Cadre juridique et réglémentaire de la mission d'audit

L’audit de la sécurité des systèmes d’information en Tunisie est régi par la loi n°5-2004 du 3 février 2004, organisé par le décret N°2004-1250 du 25 Mai 2004 et l’arrêté du ministre des technologies de la communication et de l'économie numérique et du ministre du développement, de l’investissement et de la coopération internationale du 01 Octobre 2019, fixant le cahier des charges relatif à l'exercice de l’activité d’audit dans le domaine de la sécurité informatique. Le décret cité identifie les organismes soumis à l’obligation de l’audit, ainsi que les étapes clés de la mission d’audit et les livrables à fournir à l’organisme audité à la fin de la mission. 

L'obligation de l’audit concerne :

  • Les systèmes informatiques et les réseaux relevant des organismes publics,
  • Les opérateurs de réseaux publics et FSI’s,
  • Les entreprises dont les réseaux sont interconnectés à travers des réseaux externes,
  • Les entreprises qui procèdent au traitement automatisé des données personnelles de leurs clients.

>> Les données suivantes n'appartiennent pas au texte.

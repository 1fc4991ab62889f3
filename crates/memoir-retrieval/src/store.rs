//! Vector store trait and the exhaustive in-memory implementation

use async_trait::async_trait;
use parking_lot::RwLock;
use serde::{Deserialize, Serialize};

use memoir_core::{Result, Role};

use crate::similarity::cosine_similarity;

/// A stored (text, vector) record. The originating message role is kept as a
/// typed field; records written by other tooling may omit it.
#[derive(Debug, Clone, Serialize, Deserialize)]
pub struct Document {
    pub id: String,
    pub content: String,
    pub embedding: Vec<f32>,
    #[serde(skip_serializing_if = "Option::is_none")]
    pub role: Option<Role>,
}

/// A search hit. Produced only by [`VectorStore::search`], never stored.
#[derive(Debug, Clone)]
pub struct SearchResult {
    pub document: Document,
    pub similarity: f32,
}

/// Stores and retrieves documents by vector similarity.
#[async_trait]
pub trait VectorStore: Send + Sync {
    /// Inserts a document. Adding an id that already exists replaces the
    /// stored document in place; duplicates never coexist.
    async fn add(&self, document: Document) -> Result<()>;

    async fn add_batch(&self, documents: Vec<Document>) -> Result<()> {
        for document in documents {
            self.add(document).await?;
        }
        Ok(())
    }

    /// Returns the `min(top_k, count)` most similar documents, best first.
    async fn search(&self, query: &[f32], top_k: usize) -> Result<Vec<SearchResult>>;

    /// Removes a document. Deleting an unknown id is a silent no-op.
    async fn delete(&self, id: &str) -> Result<()>;

    async fn clear(&self) -> Result<()>;

    fn count(&self) -> usize;
}

/// Exhaustive in-memory store. Every operation is a linear scan, which is
/// fine at conversation scale; larger corpora need a real nearest-neighbor
/// index behind the same trait.
#[derive(Default)]
pub struct InMemoryVectorStore {
    documents: RwLock<Vec<Document>>,
}

impl InMemoryVectorStore {
    pub fn new() -> Self {
        Self::default()
    }
}

#[async_trait]
impl VectorStore for InMemoryVectorStore {
    async fn add(&self, document: Document) -> Result<()> {
        let mut documents = self.documents.write();
        if let Some(existing) = documents.iter_mut().find(|d| d.id == document.id) {
            *existing = document;
        } else {
            documents.push(document);
        }
        Ok(())
    }

    async fn search(&self, query: &[f32], top_k: usize) -> Result<Vec<SearchResult>> {
        let documents = self.documents.read();
        if documents.is_empty() {
            return Ok(Vec::new());
        }

        let mut results: Vec<SearchResult> = documents
            .iter()
            .map(|document| SearchResult {
                document: document.clone(),
                similarity: cosine_similarity(query, &document.embedding),
            })
            .collect();

        // Stable sort: equal similarities keep insertion order. That is the
        // documented tie-break.
        results.sort_by(|a, b| b.similarity.total_cmp(&a.similarity));
        results.truncate(top_k);

        Ok(results)
    }

    async fn delete(&self, id: &str) -> Result<()> {
        self.documents.write().retain(|d| d.id != id);
        Ok(())
    }

    async fn clear(&self) -> Result<()> {
        self.documents.write().clear();
        Ok(())
    }

    fn count(&self) -> usize {
        self.documents.read().len()
    }
}
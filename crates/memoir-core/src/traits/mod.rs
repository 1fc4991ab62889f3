//! Collaborator traits consumed by the Memoir components

pub mod embed;
pub mod memory;
pub mod provider;
pub mod summarize;
pub mod tokens;

pub use embed::Embedder;
pub use memory::Memory;
pub use provider::{Middleware, Provider, apply_middleware};
pub use summarize::Summarizer;
pub use tokens::{CharTokenCounter, TokenCounter};
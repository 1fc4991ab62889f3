//! Token counting

/// Estimates the token cost of a piece of text. Pure and synchronous.
pub trait TokenCounter: Send + Sync {
    fn count(&self, text: &str) -> usize;
}

/// Default heuristic: roughly four characters per token.
#[derive(Debug, Clone, Copy, Default)]
pub struct CharTokenCounter;

impl TokenCounter for CharTokenCounter {
    fn count(&self, text: &str) -> usize {
        text.len() / 4
    }
}
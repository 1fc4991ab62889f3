//! Embedding generation

use async_trait::async_trait;

use crate::error::Result;

/// Generates vector embeddings from text.
#[async_trait]
pub trait Embedder: Send + Sync {
    async fn embed(&self, text: &str) -> Result<Vec<f32>>;

    async fn embed_batch(&self, texts: &[String]) -> Result<Vec<Vec<f32>>> {
        let mut embeddings = Vec::with_capacity(texts.len());
        for text in texts {
            embeddings.push(self.embed(text).await?);
        }
        Ok(embeddings)
    }

    /// Output vector dimensionality.
    fn dimensions(&self) -> usize;

    fn name(&self) -> &str;
}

Les seules personnes habilitées à effectuer ces missions d'audit sont les auditeurs certifiés par l'Agence Nationale de la Sécurité Informatique et ce, conformément à l’arrêté du ministre des technologies de la communication et de l'économie numérique et du ministre du développement, de l’investissement et de la coopération internationale du 01 Octobre 2019, fixant le cahier des charges relatif à l'exercice de l’activité d’audit dans le domaine de la sécurité informatique.

La circulaire n°19 du 11 avril 2007 relative au renforcement des mesures de sécurité informatique dans les établissements publiques stipule entre autre la création d'une Cellule Technique de Sécurité, la nomination d'un Responsable de la Sécurité des Systèmes d'Information RSSI et la mise en place d'un Comité de pilotage.